El PJ disidente intenta acordar un documento común
La próxima semana avanzarán en cuatro ejes de debate; habrá una reunión de las segundas líneas
El peronismo disidente intentará dar nuevas muestras de unidad para expresar, por lo menos en la formalidad, un monobloque opositor. La próxima semana las segundas líneas de los principales referentes del Peronismo Federal darán a conocer un documento con propuestas de gobierno consensuadas con vistas a los comicios de 2011.
Se tratará del gesto posterior a la foto que los popes del antikirchnerismo se sacaron hace 10 días en el Senado. También será una forma de mostrar que el debate por las candidaturas les resulta inferior al de las propuestas. Pero no será nada fácil arribar a este consenso básico, por más que los ejes por acordar sean ambiguos o elementales. Hay varios textos con propuestas programáticas que circularon en los últimos días en las manos de Eduardo Duhalde, Carlos Reutemann, Felipe Solá, Francisco de Narváez, Juan Carlos Romero, Mario Das Neves, Ramón Puerta y Alberto Rodríguez Saá, entre otros. Cada dirigente tiene sus ideas y en muchos casos éstas se contraponen sustancialmente.
"Si llegamos a acordar un documento que contemple por lo menos tres ejes de trabajo y que lo firmen los mismos candidatos y dirigentes de la foto nos damos por satisfechos", resumió ayer a LA NACION un destacado referente del PJ federal.
El jueves de la semana próxima se reunirá en el Hotel Emperador de esta ciudad una larga lista de dirigentes y técnicos que responden a las cabezas visibles del peronismo antikirchnerista. En esto trabajan a destajo tanto Puerta, como Miguel Angel Toma, Eduardo Mondino, Jorge Busti, Eduardo Amadeo y Gustavo Ferri, entre otros. La idea es que allí se invite a referentes del PJ disidente de todo el país y se elabore un "documento de trabajo".

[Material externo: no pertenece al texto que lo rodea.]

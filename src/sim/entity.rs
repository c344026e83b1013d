//! Shared entity capabilities
//!
//! Every playfield object advances once per frame and exposes its collision
//! bounds. Entities live in per-kind `Vec`s owned by the session; nothing
//! holds references to them across frames.

use rand_pcg::Pcg32;

use super::rect::Rect;
use super::tick::TickInput;

/// Per-frame environment handed to [`Entity::advance`]
pub struct StepContext<'a> {
    /// Logical actions for this frame
    pub input: &'a TickInput,
    /// Session RNG
    pub rng: &'a mut Pcg32,
    /// Area entities are confined to
    pub playfield: Rect,
}

pub trait Entity {
    /// Advance by `dt` seconds
    fn advance(&mut self, dt: f32, ctx: &mut StepContext<'_>);

    /// Current collision volume
    fn bounds(&self) -> Rect;
}
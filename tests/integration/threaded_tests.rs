//! Integration tests: blocking queue with producers on other threads.

use std::sync::Arc;
use std::sync::atomic::{AtomicU32, Ordering};
use std::time::{Duration, Instant};

use mbevent::{
    BlockingQueue, Component, Event, EventId, EventPost, EventTask, TaskConfig, TaskContext,
};

struct Counter {
    polls: Arc<AtomicU32>,
    events: Arc<AtomicU32>,
}

impl Component for Counter {
    fn poll(&mut self, _ctx: &mut TaskContext<'_>) {
        self.polls.fetch_add(1, Ordering::Relaxed);
    }

    fn process(&mut self, _event: &Event, _ctx: &mut TaskContext<'_>) {
        self.events.fetch_add(1, Ordering::Relaxed);
    }
}

#[test]
fn idle_pass_blocks_until_event_arrives() {
    let queue: Arc<BlockingQueue<8>> = Arc::new(BlockingQueue::new());
    let events = Arc::new(AtomicU32::new(0));
    let mut task: EventTask<'_, _> = EventTask::new(&*queue, TaskConfig::default()).unwrap();
    let c = task
        .attach(Counter {
            polls: Arc::new(AtomicU32::new(0)),
            events: Arc::clone(&events),
        })
        .unwrap();

    let producer = Arc::clone(&queue);
    let handle = std::thread::spawn(move || {
        std::thread::sleep(Duration::from_millis(20));
        producer
            .post(Event::new(EventId::PduReceived, c), true)
            .unwrap();
    });

    // Idle timeout is 5 s; the post must wake the pass well before that.
    let start = Instant::now();
    task.run().unwrap();
    handle.join().unwrap();

    assert_eq!(events.load(Ordering::Relaxed), 1);
    assert!(start.elapsed() < Duration::from_secs(4));
}

#[test]
fn cross_thread_registration_is_marshalled_through_queue() {
    let queue: Arc<BlockingQueue<8>> = Arc::new(BlockingQueue::new());
    let polls = Arc::new(AtomicU32::new(0));
    let config = TaskConfig {
        poll_interval_ms: 1,
        idle_timeout_ms: 50,
    };
    let mut task: EventTask<'_, _> = EventTask::new(&*queue, config).unwrap();
    let c = task
        .attach(Counter {
            polls: Arc::clone(&polls),
            events: Arc::new(AtomicU32::new(0)),
        })
        .unwrap();

    let producer = Arc::clone(&queue);
    std::thread::spawn(move || producer.post(Event::start_polling(c), false))
        .join()
        .unwrap()
        .unwrap();

    task.run().unwrap();
    assert!(task.is_polling(c));
    assert_eq!(task.wait_timeout(), Duration::from_millis(1));

    // Short waits while polling.
    let start = Instant::now();
    for _ in 0..10 {
        task.run().unwrap();
    }
    assert_eq!(polls.load(Ordering::Relaxed), 11);
    assert!(start.elapsed() < Duration::from_secs(1));

    let producer = Arc::clone(&queue);
    std::thread::spawn(move || producer.post(Event::stop_polling(c), false))
        .join()
        .unwrap()
        .unwrap();
    task.run().unwrap();
    assert!(!task.is_polling(c));
    assert_eq!(task.wait_timeout(), Duration::from_millis(50));
}
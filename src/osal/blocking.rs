//! Blocking event queue for threaded integrations.
//!
//! The event task runs in a dedicated worker thread and sleeps inside
//! [`wait`](EventQueue::wait) until either an event is posted or the
//! timeout elapses.  The wait races the channel receive against an
//! `async-io-mini` reactor timer, driven by `futures_lite::block_on`, so
//! the thread never busy-spins.  On host the timer runs on the
//! `embassy-time` std driver.
//!
//! ```text
//!  producer threads ──try_send──▶ Channel ──receive().await──┐
//!                                                           ├─ or ─▶ Option<Event>
//!                                  Timer::after(timeout) ───┘
//! ```

use core::time::Duration;

use async_io_mini::Timer;
use embassy_sync::blocking_mutex::raw::CriticalSectionRawMutex;
use embassy_sync::channel::Channel;
use futures_lite::future;
use log::warn;

use super::{DEFAULT_QUEUE_DEPTH, EventPost, EventQueue};
use crate::error::{Error, Result};
use crate::events::Event;

/// FIFO of at most `N` events whose `wait` suspends the caller.
pub struct BlockingQueue<const N: usize = DEFAULT_QUEUE_DEPTH> {
    channel: Channel<CriticalSectionRawMutex, Event, N>,
}

impl<const N: usize> BlockingQueue<N> {
    pub const fn new() -> Self {
        Self {
            channel: Channel::new(),
        }
    }

    pub fn len(&self) -> usize {
        self.channel.len()
    }

    pub fn is_empty(&self) -> bool {
        self.channel.is_empty()
    }
}

impl<const N: usize> Default for BlockingQueue<N> {
    fn default() -> Self {
        Self::new()
    }
}

impl<const N: usize> EventPost for BlockingQueue<N> {
    fn post(&self, event: Event, _from_isr: bool) -> Result<()> {
        self.channel.try_send(event).map_err(|_| {
            warn!("event queue full ({} slots), dropping {:?}", N, event.id);
            Error::QueueFull
        })
    }
}

impl<const N: usize> EventQueue for BlockingQueue<N> {
    fn wait(&self, timeout: Duration) -> Option<Event> {
        // Fast path, and the only path for a zero timeout.
        if let Ok(event) = self.channel.try_receive() {
            return Some(event);
        }
        if timeout.is_zero() {
            return None;
        }

        future::block_on(future::or(
            async { Some(self.channel.receive().await) },
            async {
                Timer::after(timeout).await;
                None
            },
        ))
    }
}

Por el momento, los temas centrales que se pondrán sobre la mesa de debate son los planes de seguridad, la lucha contra la pobreza, el combate contra la corrupción y las propuestas relacionadas con el reparto federal de recursos.
En estos temas hay algunos acuerdos sobre los que se podría avanzar. Por ejemplo, hay un consenso generalizado en el PJ disidente de que hace falta una ley de asignación universal por hijo que llegue a todos los niños del país y no quede nadie afuera. También hay consensos a la hora de definir la idea de que los recursos provinciales deben volver a ser manejados por los gobernadores y no por la Nación. Y existe la intención de ejercer mayor control ante la corrupción estatal.
Sin embargo, en las charlas reservadas que mantienen Duhalde, Reutemann, De Narváez, Solá o Das Neves surgen claras diferencias ante problemas concretos como la lucha contra la inseguridad o las empresas estatizadas por el kirchnerismo, por poner sólo algunos ejemplos. Allí surgen contrapuntos que no serán fáciles de destrabar. Los referentes del PJ disidente entienden que el escollo inmediato que se les presentará al analizar estos ejes programáticos es que las soluciones que se puedan dar queden atadas a calificativos de "derecha" y sean utilizadas en su contra por la Casa Rosada. El debate está presente en este espacio. No fue casual que De Narváez haya calificado de "bipolar" o "derechoso" a Mauricio Macri hace dos semanas. El jefe de gobierno porteño es hoy el único referente ajeno al Peronismo Federal que podría sumarse a esas filas.
La intención del encuentro de la semana próxima es que se alcance un documento con "propuestas genéricas", como califican algunos, para que a mediados de agosto se lleven esas propuestas a un nuevo encuentro de caciques, que se podría dar en Entre Ríos.